03. Eat only with chopsticks

Eating with chopsticks can effectively reduce salt and fat intake by eating ingredients instead of soup. Chopsticks are sophisticated exercises that stimulate the brain, which helps prevent dementia.

04. Eat a lot of beans and tofu

In order to increase the health life expectancy, it is important to eat vegetable protein. It is recommended to increase the percentage of soybean and tofu intake containing vegetable proteins. If middle-aged women before and after menopause eat beans and tofu, they can expect two effects: protein supply and female hormone supplementation

05. Eat vegetables and fruits properly

Proper consumption of vegetables and fruits can reduce excessive calories, salt, and unsaturated fatty acids. Dietary fiber and antioxidant vitamin intake increase, which can maintain a nutritional balance.

06. Be careful of sweet fruits

Fruits tend to be eaten without hesitation due to the strong perception that they are healthy foods. However, fruits high in sugar can cause obesity.

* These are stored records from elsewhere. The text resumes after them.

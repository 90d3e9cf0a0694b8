use crate::models::{
    AppointmentRecord, Department, DoctorAppointment, DoctorProfile, DoctorRef, DoctorSchedule,
    Identity, PatientProfile, ReportHistoryItem, ReportType, Role, ScheduleWindow,
    UpdatePatientProfileRequest, UserRecord,
};
use async_trait::async_trait;
use chrono::{NaiveDate, NaiveTime};
use sqlx::{FromRow, PgPool};
use std::sync::Arc;

/// Repository Trait
///
/// Abstract contract for all persistence operations, so handlers never see
/// the concrete backend. `Arc<dyn Repository>` is shared through the app
/// state; tests substitute mock implementations.
#[async_trait]
pub trait Repository: Send + Sync {
    // --- Identity ---
    async fn get_user_by_login(&self, login: &str) -> Option<UserRecord>;
    async fn get_identity(&self, user_id: i64) -> Option<Identity>;
    /// Creates a patient account. Returns the new user id, or `None` when
    /// the login is already taken or the insert fails.
    async fn create_patient(&self, login: &str, password_hash: &str) -> Option<i64>;

    // --- Schedule ---
    async fn get_departments(&self) -> Vec<Department>;
    async fn get_doctor_schedules(&self, department_id: Option<i64>) -> Vec<DoctorSchedule>;

    // --- Appointments ---
    async fn get_schedule_window(&self, doctor_id: i64, day_of_week: i16)
    -> Option<ScheduleWindow>;
    async fn get_booked_times(&self, doctor_id: i64, date: NaiveDate) -> Vec<NaiveTime>;
    async fn slot_taken(&self, doctor_id: i64, date: NaiveDate, time: NaiveTime) -> bool;
    async fn patient_id_for_user(&self, user_id: i64) -> Option<i64>;
    async fn create_appointment(
        &self,
        doctor_id: i64,
        patient_id: i64,
        date: NaiveDate,
        time: NaiveTime,
        cabinet: &str,
    ) -> bool;

    // --- Profile ---
    async fn get_patient_profile(&self, user_id: i64) -> Option<PatientProfile>;
    async fn update_patient_profile(&self, user_id: i64, req: UpdatePatientProfileRequest)
    -> bool;
    async fn get_patient_appointments(&self, user_id: i64) -> Vec<AppointmentRecord>;
    /// Owner-only: cancels only when the appointment belongs to the
    /// requesting user's patient record.
    async fn cancel_appointment(&self, appointment_id: i64, user_id: i64) -> bool;
    async fn get_doctor_profile(&self, user_id: i64) -> Option<DoctorProfile>;

    // --- Doctor Worklist ---
    async fn get_doctor_appointments(&self, user_id: i64) -> Vec<DoctorAppointment>;
    async fn appointment_owned_by_doctor(&self, appointment_id: i64, user_id: i64) -> bool;
    async fn visit_recorded(&self, appointment_id: i64) -> bool;
    async fn record_visit(&self, appointment_id: i64, diagnosis: &str, complaints: &str) -> bool;

    // --- Reports ---
    async fn get_report_types(&self) -> Vec<ReportType>;
    async fn get_report_doctors(&self) -> Vec<DoctorRef>;
    async fn doctor_name(&self, doctor_id: i64) -> Option<String>;
    async fn count_doctor_visits(&self, doctor_id: i64, year: i32, month: u32) -> i64;
    async fn count_visits(&self, year: i32, month: u32) -> i64;
    async fn count_patients_by_diagnosis(&self, diagnosis: &str) -> i64;
    async fn save_report(
        &self,
        report_type_id: i64,
        created_by: i64,
        result: serde_json::Value,
    ) -> Option<i64>;
    async fn report_history(&self, user_id: i64) -> Vec<ReportHistoryItem>;
    async fn delete_report(&self, report_id: i64, user_id: i64) -> bool;

    // --- Admin ---
    async fn list_tables(&self) -> Vec<String>;
    /// Raw rows of one table as JSON objects. Callers are responsible for
    /// whitelisting the table name before it reaches this method.
    async fn dump_table_rows(&self, table: &str) -> Vec<serde_json::Value>;
    async fn table_columns(&self, table: &str) -> Vec<String>;
}
//! New command - create a draft post

use std::{
    fs,
    path::{Path, PathBuf},
};

use chrono::Utc;
use color_eyre::eyre::{Result, WrapErr, bail};
use inkpress_core::Config;

/// Run the new command.
///
/// Creates `<input dir>/<path>.md` with draft front matter. The input
/// directory comes from the configuration when it exists, `content`
/// otherwise.
pub fn run(config_path: &Path, path: &Path) -> Result<PathBuf> {
    tracing::info!(?path, "Creating new content");

    let input_dir = if config_path.exists() {
        super::load_config(config_path)?.input_dir()
    } else {
        PathBuf::from("content")
    };

    let file_path = scaffold(&input_dir, path)?;
    println!("Created: {}", file_path.display());
    Ok(file_path)
}

/// Write a new draft post under `input_dir`. Existing files are never
/// overwritten.
pub fn scaffold(input_dir: &Path, path: &Path) -> Result<PathBuf> {
    let full_path = input_dir.join(path);
    let file_path = if full_path.extension().is_some() {
        full_path
    } else {
        full_path.with_extension("md")
    };

    if file_path.exists() {
        bail!("{} already exists", file_path.display());
    }

    if let Some(parent) = file_path.parent() {
        fs::create_dir_all(parent).wrap_err("Failed to create directories")?;
    }
    fs::write(&file_path, generate_markdown_frontmatter(path)).wrap_err("Failed to write file")?;

    tracing::info!(?file_path, "Created new content file");
    Ok(file_path)
}

fn generate_markdown_frontmatter(path: &Path) -> String {
    let title = path
        .file_stem()
        .and_then(|s| s.to_str())
        .unwrap_or("Untitled")
        .replace('-', " ");

    let date = Utc::now().format("%Y-%m-%d");

    format!(
        r#"---
title: "{title}"
date: {date}
draft: true
tags:
  - posts
---

Write your content here.
"#
    )
}

#[cfg(test)]
mod tests {
    use inkpress_core::ContentItem;

    use super::*;

    #[test]
    fn test_scaffold_creates_draft_post() {
        let dir = tempfile::tempdir().unwrap();
        let input = dir.path().join("content");

        let file = scaffold(&input, Path::new("posts/my-article")).unwrap();
        assert_eq!(file, input.join("posts/my-article.md"));

        let raw = fs::read_to_string(&file).unwrap();
        let item = ContentItem::parse(&file, &input, &raw).unwrap().unwrap();
        assert_eq!(item.title(), Some("my article"));
        assert!(item.is_draft());
        assert!(item.date().is_some());
        assert_eq!(item.tags(), vec!["posts".to_string()]);
    }

    #[test]
    fn test_scaffold_keeps_extension() {
        let dir = tempfile::tempdir().unwrap();
        let file = scaffold(dir.path(), Path::new("notes.markdown")).unwrap();
        assert_eq!(file, dir.path().join("notes.markdown"));
    }

    #[test]
    fn test_scaffold_refuses_to_overwrite() {
        let dir = tempfile::tempdir().unwrap();
        scaffold(dir.path(), Path::new("a")).unwrap();
        let err = scaffold(dir.path(), Path::new("a")).unwrap_err();
        assert!(err.to_string().contains("already exists"));
    }

    #[test]
    fn test_run_uses_configured_input_dir() {
        let dir = tempfile::tempdir().unwrap();
        let config_path = dir.path().join("inkpress.toml");
        fs::write(
            &config_path,
            "[site]\ntitle = \"T\"\nbase_url = \"https://example.com\"\n\n[dirs]\ninput = \"src\"\n",
        )
        .unwrap();

        let file = run(&config_path, Path::new("posts/hello")).unwrap();
        assert_eq!(file, dir.path().join("src/posts/hello.md"));
    }
}
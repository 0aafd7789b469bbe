//! inkpress Generator Library
//!
//! Build pipeline for the inkpress static site generator.
//!
//! # Modules
//!
//! - [`context`] - Per-process build context (configuration and run mode)
//! - [`preprocess`] - Per-item preprocessors, including the drafts filter
//! - [`hook`] - Lifecycle hooks run before each build
//! - [`style`] - SCSS compilation hook
//! - [`collector`] - Content discovery and preprocessing
//! - [`render`] - Markdown rendering and page documents
//! - [`passthrough`] - Verbatim file copies into the output
//! - [`feed`] - Atom feed generation
//! - [`build`] - Build orchestration

pub mod build;
pub mod collector;
pub mod context;
pub mod feed;
pub mod hook;
pub mod passthrough;
pub mod preprocess;
pub mod render;
pub mod style;

pub use build::{BuildError, BuildReport, BuildStats, Builder};
pub use collector::{Collection, ContentCollector};
pub use context::BuildContext;
pub use feed::FeedGenerator;
pub use hook::{BuildHook, HookOutcome};
pub use passthrough::PassthroughCopy;
pub use preprocess::{
    DraftsPreprocessor, FnPreprocessor, Preprocess, Preprocessor, PreprocessorChain, draft_decision,
};
pub use render::{Page, Renderer};
pub use style::{GrassCompiler, StyleCompiler, StyleError, StyleHook};
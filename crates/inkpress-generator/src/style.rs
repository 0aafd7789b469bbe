//! SCSS compilation hook.
//!
//! Compiles one fixed SCSS source into one fixed, minified CSS file before
//! every build. A missing source is skipped and any failure is reported as
//! a [`HookOutcome`] so a broken stylesheet never stops the site build.

use std::{
    fs,
    path::{Path, PathBuf},
};

use inkpress_core::Config;
use thiserror::Error;

use crate::{
    context::BuildContext,
    hook::{BuildHook, HookOutcome},
};

/// Stylesheet errors.
#[derive(Debug, Error)]
pub enum StyleError {
    /// The compiler rejected the source.
    #[error("failed to compile {path}: {message}")]
    Compile { path: PathBuf, message: String },

    /// The output could not be written.
    #[error("failed to write {path}: {source}")]
    Write {
        path: PathBuf,
        #[source]
        source: std::io::Error,
    },
}

/// Result type for stylesheet operations.
pub type Result<T> = std::result::Result<T, StyleError>;

/// Translates a stylesheet source file into minified CSS.
pub trait StyleCompiler: Send + Sync {
    /// Compile the file at `source`.
    fn compile(&self, source: &Path) -> Result<String>;
}

/// SCSS compiler backed by `grass`, emitting compressed CSS.
#[derive(Debug, Clone, Default)]
pub struct GrassCompiler {
    load_paths: Vec<PathBuf>,
}

impl GrassCompiler {
    /// Create a compiler with no extra load paths.
    #[must_use]
    pub fn new() -> Self {
        Self::default()
    }

    /// Add directories searched by `@use` and `@import`.
    #[must_use]
    pub fn with_load_paths(mut self, paths: impl IntoIterator<Item = PathBuf>) -> Self {
        self.load_paths.extend(paths);
        self
    }
}

impl StyleCompiler for GrassCompiler {
    fn compile(&self, source: &Path) -> Result<String> {
        let options = grass::Options::default()
            .style(grass::OutputStyle::Compressed)
            .load_paths(&self.load_paths);

        grass::from_path(source, &options).map_err(|e| StyleError::Compile {
            path: source.to_path_buf(),
            message: e.to_string(),
        })
    }
}

/// Before-build hook compiling the configured stylesheet.
#[derive(Debug)]
pub struct StyleHook<C = GrassCompiler> {
    source: PathBuf,
    output: PathBuf,
    compiler: C,
}

impl StyleHook<GrassCompiler> {
    /// Build the hook from the `[style]` section of the configuration.
    #[must_use]
    pub fn from_config(config: &Config) -> Self {
        let load_paths = config.style.load_paths.iter().map(|p| config.resolve(p));
        Self::new(
            config.style_source(),
            config.style_output(),
            GrassCompiler::new().with_load_paths(load_paths),
        )
    }
}

impl<C: StyleCompiler> StyleHook<C> {
    /// Create a hook for a fixed source/output pair.
    pub fn new(source: impl Into<PathBuf>, output: impl Into<PathBuf>, compiler: C) -> Self {
        Self {
            source: source.into(),
            output: output.into(),
            compiler,
        }
    }

    /// SCSS source path.
    pub fn source(&self) -> &Path {
        &self.source
    }

    /// Compiled CSS path.
    pub fn output(&self) -> &Path {
        &self.output
    }

    /// Compile the source and write the output.
    ///
    /// Compilation finishes before anything is written, so a failed compile
    /// leaves an existing output file untouched.
    pub fn run(&self) -> HookOutcome {
        if !self.source.exists() {
            return HookOutcome::Skipped {
                reason: format!(
                    "input file not found: {}, skipping SCSS compilation",
                    self.source.display()
                ),
            };
        }

        match self.compile_and_write() {
            Ok(bytes) => HookOutcome::Completed {
                detail: format!(
                    "compiled {} to {} ({bytes} bytes)",
                    self.source.display(),
                    self.output.display()
                ),
            },
            Err(e) => HookOutcome::Failed {
                error: e.to_string(),
            },
        }
    }

    fn compile_and_write(&self) -> Result<usize> {
        let css = self.compiler.compile(&self.source)?;

        if let Some(parent) = self.output.parent()
            && !parent.as_os_str().is_empty()
        {
            fs::create_dir_all(parent).map_err(|source| StyleError::Write {
                path: parent.to_path_buf(),
                source,
            })?;
        }

        fs::write(&self.output, &css).map_err(|source| StyleError::Write {
            path: self.output.clone(),
            source,
        })?;

        Ok(css.len())
    }
}

impl<C: StyleCompiler> BuildHook for StyleHook<C> {
    fn name(&self) -> &str {
        "scss"
    }

    fn before_build(&self, _ctx: &BuildContext) -> HookOutcome {
        self.run()
    }
}
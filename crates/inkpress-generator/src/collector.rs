//! Content collection.
//!
//! Walks the input directory, parses every content file and runs the
//! preprocessor chain on it.

use std::{fs, path::Path};

use inkpress_core::{ContentFormat, ContentItem, CoreError};
use thiserror::Error;
use tracing::{debug, info, warn};
use walkdir::{DirEntry, WalkDir};

use crate::{context::BuildContext, preprocess::PreprocessorChain};

/// Content collection errors.
#[derive(Debug, Error)]
pub enum CollectorError {
    /// IO error.
    #[error("IO error: {0}")]
    Io(#[from] std::io::Error),

    /// Directory traversal error.
    #[error("walk error: {0}")]
    Walk(#[from] walkdir::Error),
}

/// Result type for collector operations.
pub type Result<T> = std::result::Result<T, CollectorError>;

/// Items that survived preprocessing.
#[derive(Debug, Default)]
pub struct Collection {
    /// Included items, ordered by path.
    pub items: Vec<ContentItem>,

    /// Number of items a preprocessor excluded.
    pub excluded: usize,

    /// Number of files skipped because their front matter did not parse.
    pub skipped: usize,
}

/// Content collector that walks the input directory.
#[derive(Debug)]
pub struct ContentCollector<'a> {
    ctx: &'a BuildContext,
    chain: &'a PreprocessorChain,
}

impl<'a> ContentCollector<'a> {
    /// Create a new content collector.
    #[must_use]
    pub fn new(ctx: &'a BuildContext, chain: &'a PreprocessorChain) -> Self {
        Self { ctx, chain }
    }

    /// Collect all content from the input directory.
    pub fn collect(&self) -> Result<Collection> {
        let input_dir = self.ctx.config().input_dir();
        let includes_dir = self.ctx.config().includes_dir();
        info!(dir = %input_dir.display(), "collecting content");

        let mut collection = Collection::default();

        if !input_dir.exists() {
            debug!("input directory does not exist, nothing to collect");
            return Ok(collection);
        }

        let walker = WalkDir::new(&input_dir)
            .sort_by_file_name()
            .into_iter()
            .filter_entry(|e| e.depth() == 0 || !(is_hidden(e) || e.path() == includes_dir));

        for entry in walker {
            let entry = entry?;
            if !entry.file_type().is_file() {
                continue;
            }

            let item = match self.parse_file(entry.path(), &input_dir) {
                Ok(Some(item)) => item,
                Ok(None) => continue,
                Err(e) => {
                    warn!(path = %entry.path().display(), error = %e, "failed to parse file");
                    collection.skipped += 1;
                    continue;
                }
            };

            match self.chain.run(item, self.ctx) {
                Some(item) => collection.items.push(item),
                None => collection.excluded += 1,
            }
        }

        info!(
            items = collection.items.len(),
            excluded = collection.excluded,
            skipped = collection.skipped,
            run_mode = %self.ctx.run_mode(),
            "content collection complete"
        );

        Ok(collection)
    }

    /// Parse a single file. `Ok(None)` for non-content files.
    fn parse_file(
        &self,
        path: &Path,
        input_dir: &Path,
    ) -> std::result::Result<Option<ContentItem>, CoreError> {
        debug!(path = %path.display(), "parsing file");
        if path
            .extension()
            .and_then(|e| e.to_str())
            .and_then(ContentFormat::from_extension)
            .is_none()
        {
            return Ok(None);
        }

        let raw = fs::read_to_string(path)?;
        ContentItem::parse(path, input_dir, &raw)
    }
}

fn is_hidden(entry: &DirEntry) -> bool {
    entry
        .file_name()
        .to_str()
        .is_some_and(|name| name.starts_with('.'))
}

○ Less sugar - Raspberry, cranberry, lemon, lime
○ Normally, sugar. - Apple, strawberry, watermelon, peach
○ High in sugar - oranges, kiwis, plums, pears, pineapples
○ Very high in sugar - cherries, grapes, mangoes, pomegranates, bananas

07. Get close to blue-backed fish

Blue-backed fish contain omega-3 fatty acids such as EPA and DHA, which help prevent cardiovascular disease. Lack of omega-3 fatty acids can reduce fat in the brain cell membrane, increasing the risk of dementia. It is recommended to eat blue fish more than twice a week (about 230g).

08. Remember Color Food

Red contains lycopene and anthocyan, which removes free radicals and improves immune function. Many carotenoids in yellow have anti-cancer and anti-aging effects. Green, many sulforaphane, indole, and lignan reduce the risk of hormone-related cancers such as colon cancer, breast cancer, and prostate cancer. Purple contains a lot of phenolic compounds, which help prevent vascular diseases and heart diseases by lowering blood cholesterol levels. Many allyl compounds in white are effective in lowering blood pressure.

09. Chew well


Chewing food produces a lot of saliva, and only feroxidase, an enzyme in saliva, removes active oxygen to increase immunity. In addition, chewing itself can prevent dementia by stimulating the brain. It stimulates the nerves of the jaw muscles and sends signals to the area that controls the appetite of the brain to feel full.

10. Nut is the best snack

Nuts contain many healthy nutrients such as omega-3 fatty acids, vitamin E, and dietary fiber. Thanks to this, it lowers low-density cholesterol and prevents cardiovascular disease and diabetes. Most nuts, except chestnuts and ginkgo, have high fat content, so don't eat up to 40g. A handful (25 to 30 grams) per day is appropriate.

11. Eat less

People in Okinawa, Japan, the world's longest-running village, report about half of the average Westerner (2500 kcal). Eating less reduces the metabolic rate in the body and reduces active oxygen, which can prevent heart disease and cancer. Okinawans like to eat low-calorie vegetables, fruits, tofu, brown rice, and seaweed.